PlayStation is deleting 551 purchased movies from customers’ accounts. StudioCanal titles including Terminator 2, Total Recall, and From Dusk Till Dawn will be removed on September 1. The message literally says “purchased content” will be “deleted” as if that’s normal. Blu-ray anyone?
Sony’s first LOFIC sensor promises nearly 17 stops of dynamic range in a smartphone. The Lytia L910 uses a lateral overflow capacitor to preserve excess photovoltaic charge instead of wasting it. The innovation is smartphone-only for now, but if LOFIC architecture migrates to larger sensors…and it will.
Shadowcast Pictures is shutting down after 19 years. The LA camera rental house cited COVID, strikes, fires, Paramount-Warner merger, and AI. Production in LA is up only 10.7% quarter-on-quarter. The founder’s closing statement: “The studios are no longer run by filmmakers, but instead by big tech CEOs.” More than 80 production service companies have closed in the last five years.
California banned loud streaming ads and it only took 16 years to close the loophole
A trick older than television.
Broadcasters have always cranked ad volume because louder grabs attention, even when viewers hate it. The ad doesn’t technically exceed the programme’s peak volume but it sustains that peak for the entire spot.
Imagine a scenario where your show ranges from a whisper to a gunshot but the ad sits at gunshot level the whole time.
We’ve all watched an ad like it, where you lunge for the remote at 11pm.
Congress fixed this for traditional TV in 2010 with the CALM Act which made ads noticeably quieter. But the law only covered broadcast, cable, and satellite well, because in 2010, streaming ads didn’t really exist.
By the time Netflix, Hulu, and YouTube built ad-supported tiers, they inherited the same incentive with none of the regulation.
California’s SB 576 closes that gap and starting July, streaming platforms must match ad volume to content levels. The bill was literally inspired by a state senator’s staffer whose newborn kept getting woken up by blaring ads.
A whole origin story born out of a tired parent and a screaming baby.
Given California’s leverage over the entertainment industry, this could set a de facto national standard the same way California emissions rules shaped the entire auto industry.
Netflix now requires every profile to have its own email address. The change rolled out June 15 and some users are annoyed because they used multiple profiles to organise genres. Others are concerned it’s a data play for advertisers as Netflix’s privacy policy does say it may share email addresses with marketing companies.
Apple says it wants “better and more” content on Apple TV. Eddy Cue confirmed an F1 sequel is in development, and that Apple will continue making films for both streaming and theatrical. The incoming CEO John Ternus is apparently “a huge supporter” of the content strategy.

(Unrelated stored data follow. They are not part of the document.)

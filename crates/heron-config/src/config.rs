//! The root configuration type.

use serde::{Deserialize, Serialize};

use crate::{ConfigError, EngineConfig, LogFormat, TelemetryConfigSection};

/// Complete Heron configuration.
///
/// Use [`ConfigLoader`](crate::ConfigLoader) to load it from files and
/// environment variables.
///
/// # Example
///
/// ```
/// use heron_config::HeronConfig;
///
/// let config = HeronConfig::default();
/// assert_eq!(config.engine.max_ids_per_request, 100);
/// assert!(config.validate().is_ok());
/// ```
#[derive(Debug, Clone, Serialize, Deserialize, PartialEq, Default)]
#[serde(deny_unknown_fields)]
pub struct HeronConfig {
    /// Engine configuration.
    #[serde(default)]
    pub engine: EngineConfig,

    /// Telemetry configuration (logging, metrics).
    #[serde(default)]
    pub telemetry: TelemetryConfigSection,
}

impl HeronConfig {
    /// Create a new configuration builder.
    #[must_use]
    pub fn builder() -> HeronConfigBuilder {
        HeronConfigBuilder::new()
    }

    /// Validate the configuration.
    ///
    /// # Errors
    ///
    /// Returns `ConfigError::Constraint` if:
    /// - `engine.base_path` does not start with `/`
    /// - `engine.max_ids_per_request` is zero
    /// - `telemetry.logging.level` is blank
    /// - `telemetry.metrics.histogram_buckets` is empty while metrics are enabled
    pub fn validate(&self) -> Result<(), ConfigError> {
        if !self.engine.base_path.starts_with('/') {
            return Err(ConfigError::constraint(
                "engine.base_path",
                format!("must start with '/', got {:?}", self.engine.base_path),
            ));
        }

        if self.engine.max_ids_per_request == 0 {
            return Err(ConfigError::constraint(
                "engine.max_ids_per_request",
                "must be greater than zero",
            ));
        }

        if self.telemetry.logging.level.trim().is_empty() {
            return Err(ConfigError::constraint(
                "telemetry.logging.level",
                "must not be empty",
            ));
        }

        if self.telemetry.metrics.enabled && self.telemetry.metrics.histogram_buckets.is_empty() {
            return Err(ConfigError::constraint(
                "telemetry.metrics.histogram_buckets",
                "must not be empty when metrics are enabled",
            ));
        }

        Ok(())
    }

    /// Development preset: pretty debug logs, internal error detail exposed.
    ///
    /// # Example
    ///
    /// ```
    /// use heron_config::HeronConfig;
    ///
    /// let config = HeronConfig::development();
    /// assert_eq!(config.telemetry.logging.level, "debug");
    /// assert!(config.engine.expose_internal_errors);
    /// ```
    #[must_use]
    pub fn development() -> Self {
        let mut config = Self::default();

        config.telemetry.logging.level = "debug".to_string();
        config.telemetry.logging.format = LogFormat::Pretty;
        config.telemetry.logging.ansi_enabled = true;
        config.telemetry.logging.include_location = true;

        config.engine.expose_internal_errors = true;

        config
    }

    /// Production preset: JSON info logs, internal error detail hidden.
    #[must_use]
    pub fn production() -> Self {
        let mut config = Self::default();

        config.telemetry.logging.level = "info".to_string();
        config.telemetry.logging.format = LogFormat::Json;
        config.telemetry.logging.ansi_enabled = false;

        config.engine.expose_internal_errors = false;
        config.engine.verify_on_startup = true;

        config
    }
}

/// Builder for [`HeronConfig`].
#[derive(Debug, Default)]
pub struct HeronConfigBuilder {
    engine: Option<EngineConfig>,
    telemetry: Option<TelemetryConfigSection>,
}

impl HeronConfigBuilder {
    /// Create a new builder with default values.
    #[must_use]
    pub fn new() -> Self {
        Self::default()
    }

    /// Set the engine configuration.
    #[must_use]
    pub fn engine(mut self, engine: EngineConfig) -> Self {
        self.engine = Some(engine);
        self
    }

    /// Set the telemetry configuration.
    #[must_use]
    pub fn telemetry(mut self, telemetry: TelemetryConfigSection) -> Self {
        self.telemetry = Some(telemetry);
        self
    }

    /// Build the configuration. Unset sections use their defaults.
    #[must_use]
    pub fn build(self) -> HeronConfig {
        HeronConfig {
            engine: self.engine.unwrap_or_default(),
            telemetry: self.telemetry.unwrap_or_default(),
        }
    }

    /// Build and validate the configuration.
    ///
    /// # Errors
    ///
    /// Returns `ConfigError` if validation fails.
    pub fn build_validated(self) -> Result<HeronConfig, ConfigError> {
        let config = self.build();
        config.validate()?;
        Ok(config)
    }
}

#[cfg(test)]
mod tests {
    use super::*;
    use crate::{LoggingConfig, MetricsConfig};

    #[test]
    fn test_default_config() {
        let config = HeronConfig::default();
        assert_eq!(config.engine.base_path, "/");
        assert!(config.engine.verify_on_startup);
        assert!(!config.engine.expose_internal_errors);
        assert_eq!(config.telemetry.logging.format, LogFormat::Json);
    }

    #[test]
    fn test_builder_sections() {
        let config = HeronConfig::builder()
            .engine(EngineConfig {
                base_path: "/api".to_string(),
                ..Default::default()
            })
            .build();

        assert_eq!(config.engine.base_path, "/api");
        assert_eq!(config.telemetry, TelemetryConfigSection::default());
    }

    #[test]
    fn test_validate_base_path() {
        let result = HeronConfig::builder()
            .engine(EngineConfig {
                base_path: "api".to_string(),
                ..Default::default()
            })
            .build_validated();

        assert!(result.unwrap_err().to_string().contains("engine.base_path"));
    }

    #[test]
    fn test_validate_max_ids() {
        let config = HeronConfig::builder()
            .engine(EngineConfig {
                max_ids_per_request: 0,
                ..Default::default()
            })
            .build();

        assert!(config
            .validate()
            .unwrap_err()
            .to_string()
            .contains("max_ids_per_request"));
    }

    #[test]
    fn test_validate_log_level() {
        let config = HeronConfig::builder()
            .telemetry(TelemetryConfigSection {
                logging: LoggingConfig {
                    level: "  ".to_string(),
                    ..Default::default()
                },
                ..Default::default()
            })
            .build();

        assert!(config.validate().unwrap_err().to_string().contains("logging.level"));
    }

    #[test]
    fn test_validate_histogram_buckets() {
        let mut config = HeronConfig::default();
        config.telemetry.metrics = MetricsConfig {
            enabled: true,
            histogram_buckets: Vec::new(),
        };
        assert!(config.validate().is_err());

        config.telemetry.metrics.enabled = false;
        assert!(config.validate().is_ok());
    }

    #[test]
    fn test_presets() {
        let development = HeronConfig::development();
        assert_eq!(development.telemetry.logging.format, LogFormat::Pretty);
        assert!(development.engine.expose_internal_errors);
        assert!(development.validate().is_ok());

        let production = HeronConfig::production();
        assert_eq!(production.telemetry.logging.format, LogFormat::Json);
        assert!(!production.engine.expose_internal_errors);
        assert!(production.validate().is_ok());
    }

    #[test]
    fn test_toml_round_trip_sections() {
        let text = toml::to_string_pretty(&HeronConfig::default()).unwrap();
        assert!(text.contains("[engine]"));
        assert!(text.contains("[telemetry.logging]"));
    }

    #[test]
    fn test_unknown_field_rejected() {
        let result: Result<HeronConfig, _> = toml::from_str(
            r#"
            [engine]
            base_path = "/api"
            http_addr = "0.0.0.0:8080"
            "#,
        );
        assert!(result.is_err());
    }
}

Sunny Side of the Doc held its final La Rochelle edition. After 37 years, the documentary market is moving to Strasbourg with 1,500 attendees from 55 countries. The organisers framed it as a moment of reinvention but there’s something poignant about the international documentary community gathering one last time in the city where it started.
This week we’re watching:
A New Hope cost $11 million in 1977 but Secondhand Movie Co. have made their own version for $12.

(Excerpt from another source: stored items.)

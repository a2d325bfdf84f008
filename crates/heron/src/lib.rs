//! # Heron
//!
//! **A resource-oriented API protocol engine**
//!
//! Heron serves JSON:API-style requests against user-written repositories:
//!
//! - **Path parsing** - `/tasks/1/relationships/project` becomes a typed path,
//!   validated against the registered resource types
//! - **Controllers** - exactly one of nine controllers serves each path and verb
//! - **Repository adapters** - repositories declare capability-tagged methods;
//!   the engine discovers them lazily and assembles their arguments
//! - **Error documents** - every failure becomes a protocol error document
//!
//! The engine is transport-agnostic: an HTTP layer decodes requests into
//! [`RequestBody`](heron_core::RequestBody) values and encodes the
//! [`Document`](heron_dispatch::Document) it gets back.
//!
//! ## Quick Start
//!
//! ```rust
//! use heron::prelude::*;
//! use heron::fixtures::Fixtures;
//!
//! let engine = Engine::builder()
//!     .config(HeronConfig::development())
//!     .resources(Fixtures::new().definitions())
//!     .build()
//!     .unwrap();
//!
//! let ctx = RequestContext::new();
//! let response = engine.dispatch(&Method::GET, "/tasks/1", &ctx, None);
//! assert_eq!(response.status, StatusCode::NOT_FOUND);
//!
//! let response = engine.dispatch(&Method::GET, "/tasks/1/relationships/project", &ctx, None);
//! assert!(response.data().unwrap().is_null());
//! ```
//!
//! ## Architecture
//!
//! ```text
//! method + path + body
//!   -> base path strip -> PathBuilder -> ControllerRegistry::find
//!   -> Controller -> Resource/Relationship adapters -> Repository methods
//!   -> Response or ErrorMapperRegistry -> Document
//! ```

#![doc(html_root_url = "https://docs.rs/heron/0.1.0")]
#![warn(missing_docs)]
#![forbid(unsafe_code)]

mod engine;
mod error;

pub use engine::{Engine, EngineBuilder};
pub use error::{EngineError, EngineResult};

// Re-export core types
pub use heron_core as core;

// Re-export path types
pub use heron_path as path;

// Re-export repository types
pub use heron_repository as repository;

// Re-export the fixture repositories
pub use heron_repository::fixtures;

// Re-export dispatch types
pub use heron_dispatch as dispatch;

// Re-export configuration types
pub use heron_config as config;

// Re-export telemetry types
pub use heron_telemetry as telemetry;

/// Prelude module for convenient imports.
///
/// # Example
///
/// ```rust
/// use heron::prelude::*;
///
/// let ctx = RequestContext::new();
/// assert!(ctx.params().is_empty());
/// ```
pub mod prelude {
    pub use crate::{Engine, EngineBuilder, EngineError};

    pub use heron_core::{
        Capability, DataBody, ErrorData, ErrorResponse, HeronError, HeronResult, IdType, Linkage,
        Method, Principal, RequestBody, RequestContext, RequestParams, Resource, ResourceId,
        ResourceIdentifier, StatusCode,
    };

    // Re-export DI types
    pub use heron_core::di::Container;

    pub use heron_repository::{
        ParamSlot, ParameterProvider, Repository, RepositoryMethod, ResourceDefinition,
        ResourceRegistry, Returned,
    };

    pub use heron_dispatch::{Controller, Document, PrimaryData, Response};

    pub use heron_config::{ConfigLoader, HeronConfig};
}
//! Parsed request paths.

use smallvec::SmallVec;
use std::fmt;

/// Id list of a resource path. Most paths carry zero or one id.
pub type PathIds = SmallVec<[String; 2]>;

/// The discriminant of a [`JsonPath`], handy for logging and controller tables.
#[derive(Debug, Clone, Copy, PartialEq, Eq, Hash)]
pub enum PathKind {
    /// `/{type}` or `/{type}/{ids}`
    Resource,
    /// `/{type}/{id}/{field}`
    Field,
    /// `/{type}/{id}/relationships/{name}`
    Relationships,
    /// `/{type}/{id}/links/{name}`
    Links,
}

impl PathKind {
    /// Returns a short label for logs and metrics.
    #[must_use]
    pub const fn as_str(&self) -> &'static str {
        match self {
            Self::Resource => "resource",
            Self::Field => "field",
            Self::Relationships => "relationships",
            Self::Links => "links",
        }
    }
}

/// A validated request path.
///
/// Built once per request by [`PathBuilder`](crate::PathBuilder) and never
/// modified. Ids are kept as strings; coercion to the resource's id type
/// happens in the repository adapters.
///
/// # Example
///
/// ```rust
/// use heron_path::JsonPath;
///
/// let path = JsonPath::relationships("tasks", "1", "project");
/// assert_eq!(path.resource_type(), "tasks");
/// assert_eq!(path.single_id(), Some("1"));
/// assert_eq!(path.element_name(), Some("project"));
/// assert_eq!(path.to_string(), "/tasks/1/relationships/project");
/// ```
#[derive(Debug, Clone, PartialEq, Eq, Hash)]
pub enum JsonPath {
    /// A resource collection, a single resource or a set of resources.
    ResourcePath {
        /// The resource type.
        resource_type: String,
        /// The addressed ids, empty for the whole collection.
        ids: PathIds,
    },
    /// The resource(s) a relationship field points to.
    FieldPath {
        /// The source resource type.
        resource_type: String,
        /// The source id.
        id: String,
        /// The relationship field name.
        field: String,
    },
    /// The linkage of a relationship.
    RelationshipsPath {
        /// The source resource type.
        resource_type: String,
        /// The source id.
        id: String,
        /// The relationship name.
        relationship: String,
    },
    /// The links of a relationship.
    LinksPath {
        /// The source resource type.
        resource_type: String,
        /// The source id.
        id: String,
        /// The relationship name.
        relationship: String,
    },
}

impl JsonPath {
    /// Creates a resource path with the given ids.
    #[must_use]
    pub fn resource<I, S>(resource_type: impl Into<String>, ids: I) -> Self
    where
        I: IntoIterator<Item = S>,
        S: Into<String>,
    {
        Self::ResourcePath {
            resource_type: resource_type.into(),
            ids: ids.into_iter().map(Into::into).collect(),
        }
    }

    /// Creates a collection path.
    #[must_use]
    pub fn collection(resource_type: impl Into<String>) -> Self {
        Self::ResourcePath {
            resource_type: resource_type.into(),
            ids: PathIds::new(),
        }
    }

    /// Creates a field path.
    #[must_use]
    pub fn field(
        resource_type: impl Into<String>,
        id: impl Into<String>,
        field: impl Into<String>,
    ) -> Self {
        Self::FieldPath {
            resource_type: resource_type.into(),
            id: id.into(),
            field: field.into(),
        }
    }

    /// Creates a relationships path.
    #[must_use]
    pub fn relationships(
        resource_type: impl Into<String>,
        id: impl Into<String>,
        relationship: impl Into<String>,
    ) -> Self {
        Self::RelationshipsPath {
            resource_type: resource_type.into(),
            id: id.into(),
            relationship: relationship.into(),
        }
    }

    /// Creates a links path.
    #[must_use]
    pub fn links(
        resource_type: impl Into<String>,
        id: impl Into<String>,
        relationship: impl Into<String>,
    ) -> Self {
        Self::LinksPath {
            resource_type: resource_type.into(),
            id: id.into(),
            relationship: relationship.into(),
        }
    }

    /// Returns the path kind.
    #[must_use]
    pub const fn kind(&self) -> PathKind {
        match self {
            Self::ResourcePath { .. } => PathKind::Resource,
            Self::FieldPath { .. } => PathKind::Field,
            Self::RelationshipsPath { .. } => PathKind::Relationships,
            Self::LinksPath { .. } => PathKind::Links,
        }
    }

    /// Returns the (source) resource type.
    #[must_use]
    pub fn resource_type(&self) -> &str {
        match self {
            Self::ResourcePath { resource_type, .. }
            | Self::FieldPath { resource_type, .. }
            | Self::RelationshipsPath { resource_type, .. }
            | Self::LinksPath { resource_type, .. } => resource_type,
        }
    }

    /// Returns every id in the path.
    #[must_use]
    pub fn ids(&self) -> &[String] {
        match self {
            Self::ResourcePath { ids, .. } => ids,
            Self::FieldPath { id, .. }
            | Self::RelationshipsPath { id, .. }
            | Self::LinksPath { id, .. } => std::slice::from_ref(id),
        }
    }

    /// Returns the id when the path addresses exactly one resource.
    #[must_use]
    pub fn single_id(&self) -> Option<&str> {
        match self.ids() {
            [id] => Some(id),
            _ => None,
        }
    }

    /// Returns the field or relationship name, if any.
    #[must_use]
    pub fn element_name(&self) -> Option<&str> {
        match self {
            Self::ResourcePath { .. } => None,
            Self::FieldPath { field, .. } => Some(field),
            Self::RelationshipsPath { relationship, .. } | Self::LinksPath { relationship, .. } => {
                Some(relationship)
            }
        }
    }

    /// Returns `true` for resource paths that address zero or several ids.
    #[must_use]
    pub fn is_collection(&self) -> bool {
        matches!(self, Self::ResourcePath { ids, .. } if ids.len() != 1)
    }
}

impl fmt::Display for JsonPath {
    fn fmt(&self, f: &mut fmt::Formatter<'_>) -> fmt::Result {
        match self {
            Self::ResourcePath { resource_type, ids } if ids.is_empty() => {
                write!(f, "/{resource_type}")
            }
            Self::ResourcePath { resource_type, ids } => {
                write!(f, "/{resource_type}/{}", ids.join(","))
            }
            Self::FieldPath {
                resource_type,
                id,
                field,
            } => write!(f, "/{resource_type}/{id}/{field}"),
            Self::RelationshipsPath {
                resource_type,
                id,
                relationship,
            } => write!(f, "/{resource_type}/{id}/relationships/{relationship}"),
            Self::LinksPath {
                resource_type,
                id,
                relationship,
            } => write!(f, "/{resource_type}/{id}/links/{relationship}"),
        }
    }
}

Cardboard sets, duct tape props, and enough charm to make you forget you’re watching someone’s living room double as the Death Star.

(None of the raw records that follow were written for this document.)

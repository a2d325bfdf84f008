//! The assembled engine.

use crate::error::EngineResult;
use heron_config::HeronConfig;
use heron_core::{
    ErrorMapper, ErrorMapperRegistry, ErrorResponse, HeronResult, Method, RequestBody,
    RequestContext,
};
use heron_dispatch::{Controller, ControllerRegistry, RequestDispatcher, Response};
use heron_repository::{
    ParameterProvider, ParameterProviders, ResourceDefinitionBuilder, ResourceRegistry,
};
use heron_telemetry::{init_telemetry, Telemetry, TelemetryConfig};
use std::fmt;
use std::sync::Arc;
use tracing::info;

type ControllerFactory = Box<dyn FnOnce(&Arc<ResourceRegistry>) -> Arc<dyn Controller>>;

/// A configured engine: registry, dispatcher and telemetry handles.
///
/// # Example
///
/// ```rust
/// use heron::prelude::*;
/// use heron::fixtures::Fixtures;
///
/// let fixtures = Fixtures::new();
/// let engine = Engine::builder()
///     .resources(fixtures.definitions())
///     .build()
///     .unwrap();
///
/// let body = RequestBody::one(DataBody::new("tasks").with_attribute("name", "x"));
/// let ctx = RequestContext::new();
/// let created = engine.dispatch(&Method::POST, "/tasks", &ctx, Some(&body));
/// assert_eq!(created.status, StatusCode::CREATED);
/// ```
#[derive(Debug, Clone)]
pub struct Engine {
    config: HeronConfig,
    registry: Arc<ResourceRegistry>,
    dispatcher: RequestDispatcher,
    telemetry: Option<Telemetry>,
}

impl Engine {
    /// Starts building an engine with default configuration.
    #[must_use]
    pub fn builder() -> EngineBuilder {
        EngineBuilder::new()
    }

    /// Serves a request. Failures come back as error documents.
    pub fn dispatch(
        &self,
        method: &Method,
        path: &str,
        context: &RequestContext,
        body: Option<&RequestBody>,
    ) -> Response {
        self.dispatcher.dispatch(method, path, context, body)
    }

    /// Serves a request, returning failures unmapped.
    pub fn try_dispatch(
        &self,
        method: &Method,
        path: &str,
        context: &RequestContext,
        body: Option<&RequestBody>,
    ) -> HeronResult<Response> {
        self.dispatcher.try_dispatch(method, path, context, body)
    }

    /// Returns the configuration the engine was built with.
    #[must_use]
    pub fn config(&self) -> &HeronConfig {
        &self.config
    }

    /// Returns the resource registry.
    #[must_use]
    pub fn registry(&self) -> &Arc<ResourceRegistry> {
        &self.registry
    }

    /// Returns the dispatcher.
    #[must_use]
    pub fn dispatcher(&self) -> &RequestDispatcher {
        &self.dispatcher
    }

    /// Returns the telemetry handles, if telemetry was installed.
    #[must_use]
    pub fn telemetry(&self) -> Option<&Telemetry> {
        self.telemetry.as_ref()
    }

    /// Renders engine metrics in Prometheus text format.
    #[must_use]
    pub fn render_metrics(&self) -> Option<String> {
        self.telemetry
            .as_ref()
            .and_then(Telemetry::metrics)
            .map(|metrics| metrics.render())
    }
}

/// Builder for [`Engine`].
pub struct EngineBuilder {
    config: HeronConfig,
    definitions: Vec<ResourceDefinitionBuilder>,
    providers: ParameterProviders,
    error_mappers: ErrorMapperRegistry,
    controllers: Vec<ControllerFactory>,
    install_telemetry: bool,
}

impl EngineBuilder {
    /// Creates a builder with default configuration.
    #[must_use]
    pub fn new() -> Self {
        Self {
            config: HeronConfig::default(),
            definitions: Vec::new(),
            providers: ParameterProviders::new(),
            error_mappers: ErrorMapperRegistry::new(),
            controllers: Vec::new(),
            install_telemetry: false,
        }
    }

    /// Replaces the configuration.
    #[must_use]
    pub fn config(mut self, config: HeronConfig) -> Self {
        self.config = config;
        self
    }

    /// Registers a resource type.
    #[must_use]
    pub fn resource(mut self, definition: ResourceDefinitionBuilder) -> Self {
        self.definitions.push(definition);
        self
    }

    /// Registers several resource types.
    #[must_use]
    pub fn resources(mut self, definitions: impl IntoIterator<Item = ResourceDefinitionBuilder>) -> Self {
        self.definitions.extend(definitions);
        self
    }

    /// Appends a provider for extension parameters.
    #[must_use]
    pub fn provider(mut self, provider: impl ParameterProvider) -> Self {
        self.providers.push(provider);
        self
    }

    /// Appends an error mapper, consulted before the built-in mapping.
    #[must_use]
    pub fn error_mapper(mut self, mapper: impl ErrorMapper) -> Self {
        self.error_mappers.register(mapper);
        self
    }

    /// Maps handler failures caused by an `E`.
    #[must_use]
    pub fn on_handler_error<E, F>(mut self, func: F) -> Self
    where
        E: std::error::Error + Send + Sync + 'static,
        F: Fn(&E) -> ErrorResponse + Send + Sync + 'static,
    {
        self.error_mappers.on_handler_error(func);
        self
    }

    /// Adds a controller after the standard ones. The factory receives the
    /// registry the engine builds.
    #[must_use]
    pub fn controller<F>(mut self, factory: F) -> Self
    where
        F: FnOnce(&Arc<ResourceRegistry>) -> Arc<dyn Controller> + 'static,
    {
        self.controllers.push(Box::new(factory));
        self
    }

    /// Installs logging and metrics from the telemetry configuration when
    /// the engine is built.
    #[must_use]
    pub fn with_telemetry(mut self) -> Self {
        self.install_telemetry = true;
        self
    }

    /// Builds the engine.
    ///
    /// # Errors
    ///
    /// Fails if the configuration is invalid, telemetry cannot be
    /// installed, start-up verification finds a declaration defect, or two
    /// controllers overlap.
    pub fn build(self) -> EngineResult<Engine> {
        let Self {
            config,
            definitions,
            providers,
            error_mappers,
            controllers: extra_controllers,
            install_telemetry,
        } = self;

        config.validate()?;

        let telemetry = if install_telemetry {
            Some(init_telemetry(&TelemetryConfig::from(&config.telemetry))?)
        } else {
            None
        };

        let registry = Arc::new(ResourceRegistry::with_providers(providers));
        for definition in definitions {
            registry.register(definition);
        }
        if config.engine.verify_on_startup {
            registry.verify()?;
        }

        let mut controllers = ControllerRegistry::new(&registry);
        for factory in extra_controllers {
            controllers.push(factory(&registry));
        }

        let dispatcher = RequestDispatcher::builder(registry.clone())
            .base_path(config.engine.base_path.as_str())
            .max_ids_per_request(config.engine.max_ids_per_request)
            .expose_internal_errors(config.engine.expose_internal_errors)
            .error_mappers(error_mappers)
            .controllers(controllers)
            .build()?;

        info!(
            resource_types = registry.len(),
            base_path = %config.engine.base_path,
            "engine ready"
        );

        Ok(Engine {
            config,
            registry,
            dispatcher,
            telemetry,
        })
    }
}

impl Default for EngineBuilder {
    fn default() -> Self {
        Self::new()
    }
}

impl fmt::Debug for EngineBuilder {
    fn fmt(&self, f: &mut fmt::Formatter<'_>) -> fmt::Result {
        f.debug_struct("EngineBuilder")
            .field("config", &self.config)
            .field("definitions", &self.definitions.len())
            .field("providers", &self.providers)
            .field("error_mappers", &self.error_mappers)
            .field("controllers", &self.controllers.len())
            .field("install_telemetry", &self.install_telemetry)
            .finish()
    }
}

Eight minutes that prove the only thing you actually need to make a film is the audacity to try.
Retail Therapy: Your front door now has Face ID
The SwitchBot Lock Vision Pro is a keyless deadbolt with 3D face recognition, palm vein scanning, and fingerprint reading because apparently three biometric methods is the minimum for getting into your own house in 2026.
Face unlock takes under a second and the palm vein works contactlessly from up to 10 inches away. It stores 90 fingerprints and all of it works in total darkness.
Whether palm vein recognition on your deadbolt is security or science fiction cosplay depends entirely on how you feel about your house scanning you before it lets you in.
Available at switch-bot.com for $199.99.